---- Data for the task

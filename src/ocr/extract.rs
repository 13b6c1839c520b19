//! Post-processing of recognized text into a card name or a price.

use image::GrayImage;

use super::{RecognizedText, TextExtractor};
use crate::error::ExtractError;

/// Removes all whitespace. Tesseract separates CJK characters with spaces,
/// and config names may contain them too.
pub fn normalize_name(text: &str) -> String {
    text.chars().filter(|c| !c.is_whitespace()).collect()
}

/// Keeps only the digits and parses them as an unsigned price.
///
/// Returns `None` when no digits remain or the number does not fit in u64.
pub fn parse_price(text: &str) -> Option<u64> {
    let digits: String = text.chars().filter(|c| c.is_ascii_digit()).collect();
    if digits.is_empty() {
        return None;
    }
    digits.parse().ok()
}

/// Runs the name extractor and normalizes its first line.
pub fn read_name(
    extractor: &dyn TextExtractor,
    image: &GrayImage,
) -> Result<String, ExtractError> {
    let recognized = first_candidate(extractor, image)?;
    let name = normalize_name(&recognized.text);
    if name.is_empty() {
        return Err(ExtractError::EmptyCandidate);
    }
    Ok(name)
}

/// Runs the price extractor and parses its first line.
pub fn read_price(
    extractor: &dyn TextExtractor,
    image: &GrayImage,
) -> Result<u64, ExtractError> {
    let recognized = first_candidate(extractor, image)?;
    parse_price(&recognized.text).ok_or(ExtractError::NoDigits(recognized.text))
}

fn first_candidate(
    extractor: &dyn TextExtractor,
    image: &GrayImage,
) -> Result<RecognizedText, ExtractError> {
    match extractor.extract(image) {
        Some(recognized) if !recognized.text.trim().is_empty() => Ok(recognized),
        Some(_) => Err(ExtractError::EmptyCandidate),
        None => Err(ExtractError::NoText),
    }
}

--------

• **The problem**
Print each entry above again, exactly as it was given.

• **Task solution**
filename src/ocr/extract.rs
repository 13b6c1839c520b19
//! Post-processing of recognized text into a card name or a price.

use image::GrayImage;

use super::{RecognizedText, TextExtractor};
use crate::error::ExtractError;

/// Removes all whitespace. Tesseract separates CJK characters with spaces,
/// and config names may contain them too.
pub fn normalize_name(text: &str) -> String {
    text.chars().filter(|c| !c.is_whitespace()).collect()
}

/// Keeps only the digits and parses them as an unsigned price.
///
/// Returns `None` when no digits remain or the number does not fit in u64.
pub fn parse_price(text: &str) -> Option<u64> {
    let digits: String = text.chars().filter(|c| c.is_ascii_digit()).collect();
    if digits.is_empty() {
        return None;
    }
    digits.parse().ok()
}

/// Runs the name extractor and normalizes its first line.
pub fn read_name(
    extractor: &dyn TextExtractor,
    image: &GrayImage,
) -> Result<String, ExtractError> {
    let recognized = first_candidate(extractor, image)?;
    let name = normalize_name(&recognized.text);
    if name.is_empty() {
        return Err(ExtractError::EmptyCandidate);
    }
    Ok(name)
}

/// Runs the price extractor and parses its first line.
pub fn read_price(
    extractor: &dyn TextExtractor,
    image: &GrayImage,
) -> Result<u64, ExtractError> {
    let recognized = first_candidate(extractor, image)?;
    parse_price(&recognized.text).ok_or(ExtractError::NoDigits(recognized.text))
}

fn first_candidate(
    extractor: &dyn TextExtractor,
    image: &GrayImage,
) -> Result<RecognizedText, ExtractError> {
    match extractor.extract(image) {
        Some(recognized) if !recognized.text.trim().is_empty() => Ok(recognized),
        Some(_) => Err(ExtractError::EmptyCandidate),
        None => Err(ExtractError::NoText),
    }
}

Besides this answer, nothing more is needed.